TASK GOAL:
When you reach the line containing "has been supplied." in the data below, begin returning lines exactly as written, and stop once the line containing "pub struct Configuration" has been returned.

*** Opening of DATA TO PROCESS ***

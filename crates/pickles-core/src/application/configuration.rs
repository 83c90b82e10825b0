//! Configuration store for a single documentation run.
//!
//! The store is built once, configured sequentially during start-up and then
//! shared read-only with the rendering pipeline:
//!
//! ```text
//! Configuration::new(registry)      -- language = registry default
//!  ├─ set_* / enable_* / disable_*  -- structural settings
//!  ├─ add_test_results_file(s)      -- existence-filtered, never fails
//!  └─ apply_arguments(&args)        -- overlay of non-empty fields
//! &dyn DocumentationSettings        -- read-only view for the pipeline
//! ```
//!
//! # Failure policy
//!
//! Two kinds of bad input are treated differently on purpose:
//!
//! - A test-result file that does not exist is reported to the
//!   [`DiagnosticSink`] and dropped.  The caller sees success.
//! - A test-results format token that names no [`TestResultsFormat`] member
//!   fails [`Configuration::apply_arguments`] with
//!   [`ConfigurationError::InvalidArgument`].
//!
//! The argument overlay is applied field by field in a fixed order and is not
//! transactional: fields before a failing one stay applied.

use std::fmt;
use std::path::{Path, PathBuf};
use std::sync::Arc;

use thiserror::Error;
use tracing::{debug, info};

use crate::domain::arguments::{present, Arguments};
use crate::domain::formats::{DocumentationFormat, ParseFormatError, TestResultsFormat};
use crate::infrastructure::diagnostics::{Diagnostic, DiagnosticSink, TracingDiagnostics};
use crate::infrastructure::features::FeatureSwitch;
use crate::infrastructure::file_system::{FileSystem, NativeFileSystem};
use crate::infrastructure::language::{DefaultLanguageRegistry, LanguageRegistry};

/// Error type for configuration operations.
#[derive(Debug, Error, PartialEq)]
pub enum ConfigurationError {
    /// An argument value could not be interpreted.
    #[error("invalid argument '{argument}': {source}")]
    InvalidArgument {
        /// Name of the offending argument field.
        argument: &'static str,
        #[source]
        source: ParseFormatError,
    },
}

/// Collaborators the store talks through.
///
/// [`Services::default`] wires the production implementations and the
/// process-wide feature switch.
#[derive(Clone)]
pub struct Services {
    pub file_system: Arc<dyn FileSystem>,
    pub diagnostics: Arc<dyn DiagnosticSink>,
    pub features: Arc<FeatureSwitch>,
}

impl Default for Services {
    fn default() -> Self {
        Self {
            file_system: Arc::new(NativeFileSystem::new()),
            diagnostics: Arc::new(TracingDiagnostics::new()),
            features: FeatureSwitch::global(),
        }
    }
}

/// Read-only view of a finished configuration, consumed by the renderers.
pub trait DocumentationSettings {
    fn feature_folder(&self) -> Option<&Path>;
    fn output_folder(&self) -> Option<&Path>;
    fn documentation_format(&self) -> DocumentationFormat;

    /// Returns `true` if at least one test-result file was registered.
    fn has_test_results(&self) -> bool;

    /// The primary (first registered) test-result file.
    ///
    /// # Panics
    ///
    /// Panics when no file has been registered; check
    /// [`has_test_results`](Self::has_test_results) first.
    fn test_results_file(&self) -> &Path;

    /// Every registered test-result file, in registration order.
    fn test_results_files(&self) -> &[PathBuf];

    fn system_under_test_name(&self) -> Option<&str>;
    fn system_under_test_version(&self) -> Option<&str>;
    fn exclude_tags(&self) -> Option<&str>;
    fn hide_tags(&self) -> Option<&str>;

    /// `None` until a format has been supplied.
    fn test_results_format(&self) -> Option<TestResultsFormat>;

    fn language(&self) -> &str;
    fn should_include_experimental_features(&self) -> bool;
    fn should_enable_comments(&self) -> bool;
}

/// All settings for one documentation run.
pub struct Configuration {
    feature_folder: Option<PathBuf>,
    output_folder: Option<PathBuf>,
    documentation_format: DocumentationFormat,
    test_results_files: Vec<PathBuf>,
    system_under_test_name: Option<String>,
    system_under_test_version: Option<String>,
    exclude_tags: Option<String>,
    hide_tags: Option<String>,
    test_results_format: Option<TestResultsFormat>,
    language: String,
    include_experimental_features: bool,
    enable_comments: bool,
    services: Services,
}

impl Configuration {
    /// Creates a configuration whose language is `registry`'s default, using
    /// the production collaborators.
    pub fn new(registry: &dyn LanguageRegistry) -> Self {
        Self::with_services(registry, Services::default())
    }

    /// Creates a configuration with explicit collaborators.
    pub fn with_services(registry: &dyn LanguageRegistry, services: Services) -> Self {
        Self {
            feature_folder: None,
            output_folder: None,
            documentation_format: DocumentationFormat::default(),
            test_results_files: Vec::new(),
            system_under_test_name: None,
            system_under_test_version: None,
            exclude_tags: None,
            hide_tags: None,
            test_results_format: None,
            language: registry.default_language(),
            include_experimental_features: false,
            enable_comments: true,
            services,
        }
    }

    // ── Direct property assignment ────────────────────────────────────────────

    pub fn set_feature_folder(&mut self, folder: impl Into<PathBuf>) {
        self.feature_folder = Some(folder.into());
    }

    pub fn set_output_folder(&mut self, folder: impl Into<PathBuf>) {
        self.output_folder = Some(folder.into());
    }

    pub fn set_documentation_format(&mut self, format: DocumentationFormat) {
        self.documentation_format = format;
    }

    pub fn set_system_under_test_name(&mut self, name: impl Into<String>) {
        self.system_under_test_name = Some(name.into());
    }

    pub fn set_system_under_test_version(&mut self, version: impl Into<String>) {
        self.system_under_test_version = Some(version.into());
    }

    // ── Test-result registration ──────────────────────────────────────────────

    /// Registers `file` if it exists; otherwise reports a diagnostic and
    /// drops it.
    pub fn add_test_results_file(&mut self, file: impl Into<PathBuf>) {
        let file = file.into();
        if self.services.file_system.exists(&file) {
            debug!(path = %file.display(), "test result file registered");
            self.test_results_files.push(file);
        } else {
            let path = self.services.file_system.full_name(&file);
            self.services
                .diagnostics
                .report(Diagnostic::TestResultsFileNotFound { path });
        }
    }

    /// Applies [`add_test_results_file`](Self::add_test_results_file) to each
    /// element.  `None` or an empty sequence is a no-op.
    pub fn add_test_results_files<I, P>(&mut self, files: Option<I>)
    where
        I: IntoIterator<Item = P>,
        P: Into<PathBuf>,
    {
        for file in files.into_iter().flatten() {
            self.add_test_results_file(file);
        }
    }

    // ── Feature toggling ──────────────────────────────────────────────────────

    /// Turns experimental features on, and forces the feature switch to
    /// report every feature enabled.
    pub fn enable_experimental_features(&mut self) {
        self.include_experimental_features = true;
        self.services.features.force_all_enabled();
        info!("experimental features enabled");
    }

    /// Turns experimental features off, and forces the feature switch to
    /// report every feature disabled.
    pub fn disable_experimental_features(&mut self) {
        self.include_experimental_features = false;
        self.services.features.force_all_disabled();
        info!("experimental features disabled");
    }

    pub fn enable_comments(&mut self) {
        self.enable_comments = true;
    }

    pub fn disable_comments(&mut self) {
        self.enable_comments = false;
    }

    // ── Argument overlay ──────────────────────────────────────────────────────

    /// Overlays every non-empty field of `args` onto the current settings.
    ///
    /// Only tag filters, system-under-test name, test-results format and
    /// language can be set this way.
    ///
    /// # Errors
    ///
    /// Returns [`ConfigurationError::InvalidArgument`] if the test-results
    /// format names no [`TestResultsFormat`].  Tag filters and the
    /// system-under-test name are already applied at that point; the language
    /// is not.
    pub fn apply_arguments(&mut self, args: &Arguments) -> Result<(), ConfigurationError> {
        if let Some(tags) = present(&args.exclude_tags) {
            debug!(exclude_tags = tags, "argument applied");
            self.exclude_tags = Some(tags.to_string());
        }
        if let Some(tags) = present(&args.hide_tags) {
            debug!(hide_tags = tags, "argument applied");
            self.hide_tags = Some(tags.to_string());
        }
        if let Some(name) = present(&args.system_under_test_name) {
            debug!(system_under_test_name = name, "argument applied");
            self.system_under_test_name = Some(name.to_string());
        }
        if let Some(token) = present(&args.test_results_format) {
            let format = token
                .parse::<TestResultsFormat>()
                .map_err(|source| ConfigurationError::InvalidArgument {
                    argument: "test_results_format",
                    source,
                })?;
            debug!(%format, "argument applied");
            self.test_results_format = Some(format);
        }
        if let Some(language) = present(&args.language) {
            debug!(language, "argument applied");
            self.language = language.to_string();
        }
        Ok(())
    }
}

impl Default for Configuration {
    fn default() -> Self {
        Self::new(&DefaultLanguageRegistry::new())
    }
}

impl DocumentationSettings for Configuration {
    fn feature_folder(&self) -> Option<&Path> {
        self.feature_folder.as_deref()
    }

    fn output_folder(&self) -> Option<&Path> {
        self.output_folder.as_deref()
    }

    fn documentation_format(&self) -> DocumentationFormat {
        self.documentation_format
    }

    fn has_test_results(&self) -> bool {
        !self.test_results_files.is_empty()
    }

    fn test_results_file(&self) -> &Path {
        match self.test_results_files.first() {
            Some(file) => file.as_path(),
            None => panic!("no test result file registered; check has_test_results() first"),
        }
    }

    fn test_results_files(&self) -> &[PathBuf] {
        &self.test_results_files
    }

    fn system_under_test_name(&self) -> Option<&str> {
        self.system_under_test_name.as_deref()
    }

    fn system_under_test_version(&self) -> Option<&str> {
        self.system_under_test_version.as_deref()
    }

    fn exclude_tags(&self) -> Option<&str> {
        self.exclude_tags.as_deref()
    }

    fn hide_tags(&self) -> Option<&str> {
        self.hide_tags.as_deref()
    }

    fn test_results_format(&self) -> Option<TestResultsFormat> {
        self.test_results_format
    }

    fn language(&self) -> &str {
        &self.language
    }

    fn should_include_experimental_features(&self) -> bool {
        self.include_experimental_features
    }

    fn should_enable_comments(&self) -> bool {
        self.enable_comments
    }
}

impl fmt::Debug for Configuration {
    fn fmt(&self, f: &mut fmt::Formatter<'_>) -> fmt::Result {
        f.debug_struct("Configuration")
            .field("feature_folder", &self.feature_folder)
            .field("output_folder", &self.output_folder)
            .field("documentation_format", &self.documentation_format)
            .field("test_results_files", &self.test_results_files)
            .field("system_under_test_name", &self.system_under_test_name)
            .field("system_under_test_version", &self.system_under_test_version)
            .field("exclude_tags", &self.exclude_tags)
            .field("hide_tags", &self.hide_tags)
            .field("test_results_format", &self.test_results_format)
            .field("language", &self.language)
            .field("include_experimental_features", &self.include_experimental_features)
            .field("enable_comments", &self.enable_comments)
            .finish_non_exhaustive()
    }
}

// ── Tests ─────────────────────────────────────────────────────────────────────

*** Close of DATA TO PROCESS ***

RESULT BELOW:
    /// `None` until a format has been supplied.
    fn test_results_format(&self) -> Option<TestResultsFormat>;

    fn language(&self) -> &str;
    fn should_include_experimental_features(&self) -> bool;
    fn should_enable_comments(&self) -> bool;
}

/// All settings for one documentation run.
pub struct Configuration {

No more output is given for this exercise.